## [TASK GOAL]
Produce the records again in full, exactly as shown below.

[Data excerpts]
# # # # #

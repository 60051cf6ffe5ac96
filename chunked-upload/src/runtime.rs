/*
 * Copyright Amazon.com, Inc. or its affiliates. All Rights Reserved.
 * SPDX-License-Identifier: Apache-2.0
 */

pub(crate) mod group;
pub(crate) mod token_bucket;
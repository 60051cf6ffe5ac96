/*
 * Copyright Amazon.com, Inc. or its affiliates. All Rights Reserved.
 * SPDX-License-Identifier: Apache-2.0
 */

use std::fmt;

use serde::{Deserialize, Serialize};
use tokio::sync::RwLock;

use crate::error::{self, BoxError, Error};
use crate::http::{HttpClient, HttpRequest};
use crate::types::RemoteErrorCode;

/// An access and refresh credential pair.
#[derive(Clone, PartialEq, Eq, Deserialize)]
pub struct Tokens {
    /// Sent with every request
    #[serde(default)]
    pub access_token: String,
    /// Exchanged for a new pair when the access credential expires
    #[serde(default)]
    pub refresh_token: String,
}

impl Tokens {
    /// Create a new pair
    pub fn new(access_token: impl Into<String>, refresh_token: impl Into<String>) -> Self {
        Self {
            access_token: access_token.into(),
            refresh_token: refresh_token.into(),
        }
    }
}

impl fmt::Debug for Tokens {
    fn fmt(&self, f: &mut fmt::Formatter<'_>) -> fmt::Result {
        f.debug_struct("Tokens")
            .field("access_token", &"** redacted **")
            .field("refresh_token", &"** redacted **")
            .finish()
    }
}

/// Persists refreshed credentials so they survive a restart.
pub trait CredentialStore: Send + Sync + fmt::Debug {
    /// Called after every successful refresh
    fn persist(&self, user_id: &str, tokens: &Tokens) -> Result<(), BoxError>;
}

/// [`CredentialStore`] that keeps refreshed credentials in memory only.
#[derive(Debug, Default, Clone, Copy)]
pub struct NoopCredentialStore;

impl CredentialStore for NoopCredentialStore {
    fn persist(&self, _user_id: &str, _tokens: &Tokens) -> Result<(), BoxError> {
        Ok(())
    }
}

#[derive(Serialize)]
struct RefreshRequest<'a> {
    refresh_token: &'a str,
    grant_type: &'static str,
}

#[derive(Deserialize)]
struct RefreshError {
    #[serde(default)]
    code: String,
    #[serde(default)]
    message: String,
}

#[derive(Debug)]
struct State {
    tokens: Tokens,
    generation: u64,
}

/// The credential pair of one identity together with its refresh generation.
#[derive(Debug)]
pub(crate) struct Credentials {
    state: RwLock<State>,
}

impl Credentials {
    pub(crate) fn new(tokens: Tokens) -> Self {
        Self {
            state: RwLock::new(State {
                tokens,
                generation: 0,
            }),
        }
    }

    /// `(tokens, generation)` at this instant
    pub(crate) async fn snapshot(&self) -> (Tokens, u64) {
        let state = self.state.read().await;
        (state.tokens.clone(), state.generation)
    }

    /// Exchange the refresh credential for a new pair.
    ///
    /// Concurrent callers that observed the same `generation` are serialized, only the first
    /// one talks to the remote service.
    pub(crate) async fn refresh(
        &self,
        generation: u64,
        http: &dyn HttpClient,
        url: &str,
        user_id: &str,
        store: &dyn CredentialStore,
    ) -> Result<(), Error> {
        let mut state = self.state.write().await;
        if state.generation != generation {
            tracing::debug!("credential for {user_id} already refreshed");
            return Ok(());
        }

        let request = HttpRequest::new(http::Method::POST, url).json(&RefreshRequest {
            refresh_token: &state.tokens.refresh_token,
            grant_type: "refresh_token",
        })?;
        let response = http.send(request).await?;

        if let Ok(err) = serde_json::from_slice::<RefreshError>(&response.body) {
            if !err.code.is_empty() {
                return Err(error::remote(
                    RemoteErrorCode::from_code(&err.code),
                    format!("failed to refresh token: {}", err.message),
                ));
            }
        }
        let response = response.error_for_status()?;
        let tokens: Tokens = serde_json::from_slice(&response.body)?;
        if tokens.refresh_token.is_empty() {
            return Err(error::malformed_response(
                "failed to refresh token: refresh token is empty",
            ));
        }

        store
            .persist(user_id, &tokens)
            .map_err(error::from_kind(error::ErrorKind::IOError))?;
        state.tokens = tokens;
        state.generation += 1;
        tracing::info!("refreshed access credential for {user_id}");
        Ok(())
    }
}
/*
 * Copyright Amazon.com, Inc. or its affiliates. All Rights Reserved.
 * SPDX-License-Identifier: Apache-2.0
 */

/* Automatically managed default lints */
#![cfg_attr(docsrs, feature(doc_auto_cfg))]
/* End of automatically managed default lints */
#![warn(
    missing_debug_implementations,
    missing_docs,
    rustdoc::missing_crate_level_docs,
    unreachable_pub,
    rust_2018_idioms
)]

//! A resumable, concurrent chunked-upload engine.
//!
//! Content is split into fixed size parts that are transferred concurrently against an
//! upload session opened with a remote storage service. Parts are retried independently,
//! optionally throttled to a shared bandwidth ceiling, and requests to the service are signed
//! per identity and repaired in place when the signature or access credential expires.
//!
//! # Examples
//!
//! ```no_run
//! # async fn example(
//! #     api: std::sync::Arc<dyn chunked_upload::operation::upload::UploadApi>,
//! # ) -> Result<(), chunked_upload::error::Error> {
//! use chunked_upload::io::ContentStream;
//!
//! let config = chunked_upload::from_env().load().await;
//! let client = chunked_upload::Client::new(config);
//!
//! let handle = client
//!     .upload()
//!     .api(api)
//!     .parent_id("root")
//!     .name("movie.mkv")
//!     .body(ContentStream::from_path("/tmp/movie.mkv")?)
//!     .progress(|pct| println!("{pct:.1}%"))
//!     .initiate()?;
//!
//! // wait for the transfer to complete
//! let output = handle.join().await?;
//! # let _ = output;
//! # Ok(())
//! # }
//! ```

pub(crate) const MEBIBYTE: u64 = 1024 * 1024;

/// Default number of parts in flight for a single upload
pub(crate) const DEFAULT_CONCURRENCY: usize = 3;

/// Error types emitted by `chunked-upload`
pub mod error;

/// Common types used by `chunked-upload`
pub mod types;

/// Types and helpers for I/O
pub mod io;

/// Upload client
pub mod client;

/// Upload operations
pub mod operation;

/// Client configuration
pub mod config;

/// Signed, self-repairing requests against the remote service
pub mod auth;

/// HTTP transport abstraction
pub mod http;

/// Units and throughput measurements
pub mod metrics;

/// Tower related middleware and components
pub(crate) mod middleware;

/// Internal runtime components
pub(crate) mod runtime;

pub use self::client::Client;
use self::config::loader::ConfigLoader;
pub use self::config::Config;

/// Create a config loader
pub fn from_env() -> ConfigLoader {
    ConfigLoader::default()
}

# # # # #

## [OUTPUT OF THE EXERCISE]
repository 60051cf6ffe5ac96
filename chunked-upload/src/runtime.rs
/*
 * Copyright Amazon.com, Inc. or its affiliates. All Rights Reserved.
 * SPDX-License-Identifier: Apache-2.0
 */

pub(crate) mod group;
pub(crate) mod token_bucket;
repository 60051cf6ffe5ac96
/*
 * Copyright Amazon.com, Inc. or its affiliates. All Rights Reserved.
 * SPDX-License-Identifier: Apache-2.0
 */

use std::fmt;

use serde::{Deserialize, Serialize};
use tokio::sync::RwLock;

use crate::error::{self, BoxError, Error};
use crate::http::{HttpClient, HttpRequest};
use crate::types::RemoteErrorCode;

/// An access and refresh credential pair.
#[derive(Clone, PartialEq, Eq, Deserialize)]
pub struct Tokens {
    /// Sent with every request
    #[serde(default)]
    pub access_token: String,
    /// Exchanged for a new pair when the access credential expires
    #[serde(default)]
    pub refresh_token: String,
}

impl Tokens {
    /// Create a new pair
    pub fn new(access_token: impl Into<String>, refresh_token: impl Into<String>) -> Self {
        Self {
            access_token: access_token.into(),
            refresh_token: refresh_token.into(),
        }
    }
}

impl fmt::Debug for Tokens {
    fn fmt(&self, f: &mut fmt::Formatter<'_>) -> fmt::Result {
        f.debug_struct("Tokens")
            .field("access_token", &"** redacted **")
            .field("refresh_token", &"** redacted **")
            .finish()
    }
}

/// Persists refreshed credentials so they survive a restart.
pub trait CredentialStore: Send + Sync + fmt::Debug {
    /// Called after every successful refresh
    fn persist(&self, user_id: &str, tokens: &Tokens) -> Result<(), BoxError>;
}

/// [`CredentialStore`] that keeps refreshed credentials in memory only.
#[derive(Debug, Default, Clone, Copy)]
pub struct NoopCredentialStore;

impl CredentialStore for NoopCredentialStore {
    fn persist(&self, _user_id: &str, _tokens: &Tokens) -> Result<(), BoxError> {
        Ok(())
    }
}

#[derive(Serialize)]
struct RefreshRequest<'a> {
    refresh_token: &'a str,
    grant_type: &'static str,
}

#[derive(Deserialize)]
struct RefreshError {
    #[serde(default)]
    code: String,
    #[serde(default)]
    message: String,
}

#[derive(Debug)]
struct State {
    tokens: Tokens,
    generation: u64,
}

/// The credential pair of one identity together with its refresh generation.
#[derive(Debug)]
pub(crate) struct Credentials {
    state: RwLock<State>,
}

impl Credentials {
    pub(crate) fn new(tokens: Tokens) -> Self {
        Self {
            state: RwLock::new(State {
                tokens,
                generation: 0,
            }),
        }
    }

    /// `(tokens, generation)` at this instant
    pub(crate) async fn snapshot(&self) -> (Tokens, u64) {
        let state = self.state.read().await;
        (state.tokens.clone(), state.generation)
    }

    /// Exchange the refresh credential for a new pair.
    ///
    /// Concurrent callers that observed the same `generation` are serialized, only the first
    /// one talks to the remote service.
    pub(crate) async fn refresh(
        &self,
        generation: u64,
        http: &dyn HttpClient,
        url: &str,
        user_id: &str,
        store: &dyn CredentialStore,
    ) -> Result<(), Error> {
        let mut state = self.state.write().await;
        if state.generation != generation {
            tracing::debug!("credential for {user_id} already refreshed");
            return Ok(());
        }

        let request = HttpRequest::new(http::Method::POST, url).json(&RefreshRequest {
            refresh_token: &state.tokens.refresh_token,
            grant_type: "refresh_token",
        })?;
        let response = http.send(request).await?;

        if let Ok(err) = serde_json::from_slice::<RefreshError>(&response.body) {
            if !err.code.is_empty() {
                return Err(error::remote(
                    RemoteErrorCode::from_code(&err.code),
                    format!("failed to refresh token: {}", err.message),
                ));
            }
        }
        let response = response.error_for_status()?;
        let tokens: Tokens = serde_json::from_slice(&response.body)?;
        if tokens.refresh_token.is_empty() {
            return Err(error::malformed_response(
                "failed to refresh token: refresh token is empty",
            ));
        }

        store
            .persist(user_id, &tokens)
            .map_err(error::from_kind(error::ErrorKind::IOError))?;
        state.tokens = tokens;
        state.generation += 1;
        tracing::info!("refreshed access credential for {user_id}");
        Ok(())
    }
}
/*
 * Copyright Amazon.com, Inc. or its affiliates. All Rights Reserved.
 * SPDX-License-Identifier: Apache-2.0
 */

/* Automatically managed default lints */
#![cfg_attr(docsrs, feature(doc_auto_cfg))]
/* End of automatically managed default lints */
#![warn(
    missing_debug_implementations,
    missing_docs,
    rustdoc::missing_crate_level_docs,
    unreachable_pub,
    rust_2018_idioms
)]

//! A resumable, concurrent chunked-upload engine.
//!
//! Content is split into fixed size parts that are transferred concurrently against an
//! upload session opened with a remote storage service. Parts are retried independently,
//! optionally throttled to a shared bandwidth ceiling, and requests to the service are signed
//! per identity and repaired in place when the signature or access credential expires.
//!
//! # Examples
//!
//! ```no_run
//! # async fn example(
//! #     api: std::sync::Arc<dyn chunked_upload::operation::upload::UploadApi>,
//! # ) -> Result<(), chunked_upload::error::Error> {
//! use chunked_upload::io::ContentStream;
//!
//! let config = chunked_upload::from_env().load().await;
//! let client = chunked_upload::Client::new(config);
//!
//! let handle = client
//!     .upload()
//!     .api(api)
//!     .parent_id("root")
//!     .name("movie.mkv")
//!     .body(ContentStream::from_path("/tmp/movie.mkv")?)
//!     .progress(|pct| println!("{pct:.1}%"))
//!     .initiate()?;
//!
//! // wait for the transfer to complete
//! let output = handle.join().await?;
//! # let _ = output;
//! # Ok(())
//! # }
//! ```

pub(crate) const MEBIBYTE: u64 = 1024 * 1024;

/// Default number of parts in flight for a single upload
pub(crate) const DEFAULT_CONCURRENCY: usize = 3;

/// Error types emitted by `chunked-upload`
pub mod error;

/// Common types used by `chunked-upload`
pub mod types;

/// Types and helpers for I/O
pub mod io;

/// Upload client
pub mod client;

/// Upload operations
pub mod operation;

/// Client configuration
pub mod config;

/// Signed, self-repairing requests against the remote service
pub mod auth;

/// HTTP transport abstraction
pub mod http;

/// Units and throughput measurements
pub mod metrics;

/// Tower related middleware and components
pub(crate) mod middleware;

/// Internal runtime components
pub(crate) mod runtime;

pub use self::client::Client;
use self::config::loader::ConfigLoader;
pub use self::config::Config;

/// Create a config loader
pub fn from_env() -> ConfigLoader {
    ConfigLoader::default()
}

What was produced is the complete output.